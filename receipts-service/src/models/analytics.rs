//! Read models for the six rolling-aggregate tables and monthly targets.
//!
//! Every row here is maintained incrementally by the receipt mutation
//! pipeline; for any key, the sums equal the corresponding sums over
//! non-cancelled receipts matching that key.

use chrono::NaiveDate;
use rust_decimal::Decimal;
use serde::{Deserialize, Serialize};
use sqlx::FromRow;
use uuid::Uuid;

/// Per-day totals for a committee (optionally split per checkpost).
#[derive(Debug, Clone, Serialize, Deserialize, FromRow)]
pub struct DailyAnalytics {
    pub id: Uuid,
    pub committee_id: Uuid,
    pub checkpost_id: Option<Uuid>,
    pub analytics_date: NaiveDate,
    pub total_receipts: i64,
    pub total_value: Decimal,
    pub total_weight_kg: Decimal,
    pub market_fees: Decimal,
    pub office_fees: Decimal,
    pub checkpost_fees: Decimal,
    pub other_fees: Decimal,
}

/// Per-month totals for a committee. The location fee buckets sum market
/// fees only; `total_receipts`/`total_value` count every nature.
#[derive(Debug, Clone, Serialize, Deserialize, FromRow)]
pub struct CommitteeMonthlyAnalytics {
    pub id: Uuid,
    pub committee_id: Uuid,
    pub year: i32,
    pub month: i32,
    pub total_receipts: i64,
    pub total_value: Decimal,
    pub total_weight_kg: Decimal,
    pub market_fees: Decimal,
    pub office_fees: Decimal,
    pub checkpost_fees: Decimal,
    pub other_fees: Decimal,
}

/// Per-month totals for a trader within a committee. Fees here sum all
/// receipt natures, not just market fees.
#[derive(Debug, Clone, Serialize, Deserialize, FromRow)]
pub struct TraderMonthlyAnalytics {
    pub id: Uuid,
    pub trader_id: Uuid,
    pub committee_id: Uuid,
    pub year: i32,
    pub month: i32,
    pub total_receipts: i64,
    pub total_value: Decimal,
    pub total_fees_paid: Decimal,
    pub total_weight_kg: Decimal,
}

/// Running totals for a trader within a committee across all time.
#[derive(Debug, Clone, Serialize, Deserialize, FromRow)]
pub struct TraderOverallAnalytics {
    pub id: Uuid,
    pub trader_id: Uuid,
    pub committee_id: Uuid,
    pub total_receipts: i64,
    pub total_value: Decimal,
    pub total_fees_paid: Decimal,
    pub total_weight_kg: Decimal,
    pub first_transaction_date: NaiveDate,
    pub last_transaction_date: NaiveDate,
}

/// Per-month totals for a commodity within a committee.
#[derive(Debug, Clone, Serialize, Deserialize, FromRow)]
pub struct CommodityMonthlyAnalytics {
    pub id: Uuid,
    pub commodity_id: Uuid,
    pub committee_id: Uuid,
    pub year: i32,
    pub month: i32,
    pub total_receipts: i64,
    pub total_value: Decimal,
    pub total_fees_paid: Decimal,
    pub total_weight_kg: Decimal,
}

/// Running totals for a commodity within a committee across all time.
#[derive(Debug, Clone, Serialize, Deserialize, FromRow)]
pub struct CommodityOverallAnalytics {
    pub id: Uuid,
    pub commodity_id: Uuid,
    pub committee_id: Uuid,
    pub total_receipts: i64,
    pub total_value: Decimal,
    pub total_fees_paid: Decimal,
    pub total_weight_kg: Decimal,
    pub first_transaction_date: NaiveDate,
    pub last_transaction_date: NaiveDate,
}

/// Monthly goal set by supervisors; never written by the receipt pipeline.
#[derive(Debug, Clone, Serialize, Deserialize, FromRow)]
pub struct Target {
    pub target_id: Uuid,
    pub committee_id: Uuid,
    pub checkpost_id: Option<Uuid>,
    pub year: i32,
    pub month: i32,
    pub target_type: String,
    pub target_amount: Decimal,
}

/// Collected market fees joined against the month's target.
#[derive(Debug, Clone, Serialize, Deserialize)]
pub struct MonthlyAchievement {
    pub committee_id: Uuid,
    pub year: i32,
    pub month: i32,
    pub target_amount: Decimal,
    pub collected: Decimal,
    pub achievement_pct: Decimal,
}
use egui::{Color32, Context, RichText, Window};

use crate::app::SitelineApp;
use crate::model::Trade;
use crate::ui::theme;

/// Render the "Add Task" dialog.
pub fn show_add_task_dialog(app: &mut SitelineApp, ctx: &Context) {
    let mut should_close = false;
    Window::new(RichText::new("Add Task").strong().size(14.0))
        .resizable(false)
        .collapsible(false)
        .anchor(egui::Align2::CENTER_CENTER, [0.0, 0.0])
        .fixed_size([theme::DIALOG_WIDTH, 0.0])
        .show(ctx, |ui| {
            ui.visuals_mut().extreme_bg_color = theme::BG_FIELD;
            ui.visuals_mut().faint_bg_color = Color32::TRANSPARENT;
            ui.visuals_mut().striped = false;

            ui.add_space(4.0);

            egui::Grid::new("add_task_grid")
                .num_columns(2)
                .striped(false)
                .spacing([12.0, 8.0])
                .show(ui, |ui| {
                    ui.label(RichText::new("Title").color(theme::TEXT_SECONDARY));
                    ui.add_sized(
                        [200.0, 24.0],
                        egui::TextEdit::singleline(&mut app.new_task_title)
                            .hint_text("Task title...")
                            .text_color(theme::TEXT_PRIMARY),
                    );
                    ui.end_row();

                    ui.label(RichText::new("Trade").color(theme::TEXT_SECONDARY));
                    egui::ComboBox::from_id_salt("dlg_trade")
                        .selected_text(app.new_task_trade.label())
                        .show_ui(ui, |ui| {
                            for trade in Trade::ALL {
                                ui.selectable_value(&mut app.new_task_trade, trade, trade.label());
                            }
                        });
                    ui.end_row();

                    ui.label(RichText::new("Start").color(theme::TEXT_SECONDARY));
                    ui.add(
                        egui_extras::DatePickerButton::new(&mut app.new_task_start)
                            .id_salt("dlg_dp_start"),
                    );
                    ui.end_row();

                    ui.label(RichText::new("Due").color(theme::TEXT_SECONDARY));
                    ui.add(
                        egui_extras::DatePickerButton::new(&mut app.new_task_due)
                            .id_salt("dlg_dp_due"),
                    );
                    ui.end_row();

                    ui.label("");
                    ui.checkbox(&mut app.new_task_is_milestone, "Milestone");
                    ui.end_row();
                });

            ui.add_space(6.0);
            ui.separator();
            ui.add_space(4.0);

            ui.horizontal(|ui| {
                let create_btn = egui::Button::new(RichText::new("Create").color(Color32::WHITE))
                    .fill(theme::ACCENT)
                    .rounding(egui::Rounding::same(4.0));
                if ui.add_sized([80.0, 28.0], create_btn).clicked() {
                    app.create_task_from_dialog();
                    should_close = true;
                }
                if ui
                    .add_sized([80.0, 28.0], egui::Button::new("Cancel"))
                    .clicked()
                {
                    should_close = true;
                }
            });
            ui.add_space(2.0);
        });

    if should_close || ctx.input(|i| i.key_pressed(egui::Key::Escape)) {
        app.show_add_task = false;
    }
}

/// Render the "About" dialog.
pub fn show_about_dialog(app: &mut SitelineApp, ctx: &Context) {
    let mut should_close = false;
    Window::new("About")
        .resizable(false)
        .collapsible(false)
        .anchor(egui::Align2::CENTER_CENTER, [0.0, 0.0])
        .fixed_size([280.0, 170.0])
        .show(ctx, |ui| {
            ui.vertical_centered(|ui| {
                ui.add_space(12.0);
                ui.heading(RichText::new("Siteline").strong());
                ui.add_space(2.0);
                ui.label(
                    RichText::new(format!("Version {}", env!("CARGO_PKG_VERSION")))
                        .color(theme::TEXT_SECONDARY),
                );
                ui.add_space(10.0);
                ui.label("A construction schedule planner");
                ui.label("built with Rust and egui.");
                ui.add_space(14.0);
                if ui.add_sized([100.0, 28.0], egui::Button::new("Close")).clicked() {
                    should_close = true;
                }
            });
        });
    if should_close || ctx.input(|i| i.key_pressed(egui::Key::Escape)) {
        app.show_about = false;
    }
}

/// Render the "CSV Import Format" help dialog.
pub fn show_csv_help_dialog(app: &mut SitelineApp, ctx: &Context) {
    let mut should_close = false;

    Window::new(RichText::new("CSV Import Format").strong().size(14.0))
        .resizable(true)
        .collapsible(false)
        .anchor(egui::Align2::CENTER_CENTER, [0.0, 0.0])
        .default_size([560.0, 460.0])
        .show(ctx, |ui| {
            egui::ScrollArea::vertical().show(ui, |ui| {
                ui.add_space(4.0);

                ui.label(RichText::new("Delimiters").strong());
                ui.label("The delimiter is auto-detected: comma (,), semicolon (;), or tab.");
                ui.add_space(8.0);

                ui.label(RichText::new("Required Columns").strong());
                ui.add_space(2.0);
                egui::Grid::new("csv_required")
                    .num_columns(2)
                    .striped(true)
                    .spacing([12.0, 4.0])
                    .show(ui, |ui| {
                        ui.label(RichText::new("Column").underline());
                        ui.label(RichText::new("Accepted headers (case-insensitive)").underline());
                        ui.end_row();

                        ui.label(RichText::new("Title").strong());
                        ui.label("Title, Task, Task Name, Name, Activity, Work Item");
                        ui.end_row();

                        ui.label(RichText::new("Due Date").strong());
                        ui.label("Due, Due Date, End, End Date, Finish, Completion");
                        ui.end_row();
                    });
                ui.add_space(8.0);

                ui.label(RichText::new("Optional Columns").strong());
                ui.add_space(2.0);
                egui::Grid::new("csv_optional")
                    .num_columns(3)
                    .striped(true)
                    .spacing([12.0, 4.0])
                    .show(ui, |ui| {
                        ui.label(RichText::new("Column").underline());
                        ui.label(RichText::new("Accepted headers").underline());
                        ui.label(RichText::new("Accepted values").underline());
                        ui.end_row();

                        ui.label(RichText::new("Start Date").strong());
                        ui.label("Start, Start Date, From, Begin, Mobilize");
                        ui.label("Empty = unscheduled (task sits on its due date)");
                        ui.end_row();

                        ui.label(RichText::new("Status").strong());
                        ui.label("Status, State, Progress, Stage");
                        ui.label("Finished / Done / In Progress / Mobilizing / Not Started");
                        ui.end_row();

                        ui.label(RichText::new("Trade").strong());
                        ui.label("Trade, Discipline, Division");
                        ui.label("Sitework / Concrete / Framing / Roofing / Electrical / ...");
                        ui.end_row();

                        ui.label(RichText::new("Crew").strong());
                        ui.label("Crew, Foreman, Subcontractor, Assignee");
                        ui.label("Any text");
                        ui.end_row();

                        ui.label(RichText::new("Equipment").strong());
                        ui.label("Equipment, Plant, Machine, Rig");
                        ui.label("Tag shared by tasks reserving the same unit");
                        ui.end_row();

                        ui.label(RichText::new("Milestone").strong());
                        ui.label("Milestone, Is Milestone, Type");
                        ui.label("true / false / yes / no / 1 / milestone");
                        ui.end_row();

                        ui.label(RichText::new("Notes").strong());
                        ui.label("Notes, Description, Details, Comment");
                        ui.label("Any text");
                        ui.end_row();
                    });
                ui.add_space(8.0);

                ui.label(RichText::new("Supported Date Formats").strong());
                ui.add_space(2.0);
                for fmt in &[
                    "YYYY-MM-DD   (e.g. 2026-06-15)",
                    "DD/MM/YYYY   (e.g. 15/06/2026)",
                    "MM/DD/YYYY   (e.g. 06/15/2026)",
                    "DD-MM-YYYY   (e.g. 15-06-2026)",
                    "DD.MM.YYYY   (e.g. 15.06.2026)",
                    "YYYY/MM/DD   (e.g. 2026/06/15)",
                ] {
                    ui.label(RichText::new(*fmt).monospace().size(11.0));
                }
                ui.add_space(8.0);

                ui.label(RichText::new("Notes").strong());
                ui.add_space(2.0);
                let notes = [
                    "• Header matching is case-insensitive and ignores spaces, hyphens and underscores.",
                    "• A task whose start date equals its due date is imported as a milestone.",
                    "• Tasks sharing an equipment tag with overlapping dates light up the conflict overlay.",
                    "• Rows with a missing title or an invalid due date are skipped.",
                ];
                for note in &notes {
                    ui.label(RichText::new(*note).small());
                }
                ui.add_space(10.0);

                ui.label(RichText::new("Minimal Example (semicolon-delimited)").strong());
                ui.add_space(2.0);
                let example = "Title;Start Date;Due Date;Status;Trade;Equipment\n\
                               Excavation;01/02/2026;20/02/2026;In Progress;Sitework;Excavator EX-200\n\
                               Foundation pour;21/02/2026;10/03/2026;Not Started;Concrete;\n\
                               Dry-in;;15/04/2026;Not Started;;";
                egui::Frame::dark_canvas(ui.style()).show(ui, |ui| {
                    ui.add(
                        egui::TextEdit::multiline(&mut example.to_string())
                            .font(egui::TextStyle::Monospace)
                            .desired_width(f32::INFINITY)
                            .interactive(false),
                    );
                });
                ui.add_space(8.0);
            });

            ui.separator();
            ui.add_space(4.0);
            ui.horizontal(|ui| {
                if ui.add_sized([80.0, 28.0], egui::Button::new("Close")).clicked() {
                    should_close = true;
                }
            });
            ui.add_space(2.0);
        });

    if should_close || ctx.input(|i| i.key_pressed(egui::Key::Escape)) {
        app.show_csv_help = false;
    }
}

---

### Problem
From the data above, reproduce word for word the lines running from the line with "pub struct Target" to the line with "ui.visuals_mut().extreme_bg_color = theme::BG_FIELD;", ends included.

### Exercise answer
pub struct Target {
    pub target_id: Uuid,
    pub committee_id: Uuid,
    pub checkpost_id: Option<Uuid>,
    pub year: i32,
    pub month: i32,
    pub target_type: String,
    pub target_amount: Decimal,
}

/// Collected market fees joined against the month's target.
#[derive(Debug, Clone, Serialize, Deserialize)]
pub struct MonthlyAchievement {
    pub committee_id: Uuid,
    pub year: i32,
    pub month: i32,
    pub target_amount: Decimal,
    pub collected: Decimal,
    pub achievement_pct: Decimal,
}
use egui::{Color32, Context, RichText, Window};

use crate::app::SitelineApp;
use crate::model::Trade;
use crate::ui::theme;

/// Render the "Add Task" dialog.
pub fn show_add_task_dialog(app: &mut SitelineApp, ctx: &Context) {
    let mut should_close = false;
    Window::new(RichText::new("Add Task").strong().size(14.0))
        .resizable(false)
        .collapsible(false)
        .anchor(egui::Align2::CENTER_CENTER, [0.0, 0.0])
        .fixed_size([theme::DIALOG_WIDTH, 0.0])
        .show(ctx, |ui| {
            ui.visuals_mut().extreme_bg_color = theme::BG_FIELD;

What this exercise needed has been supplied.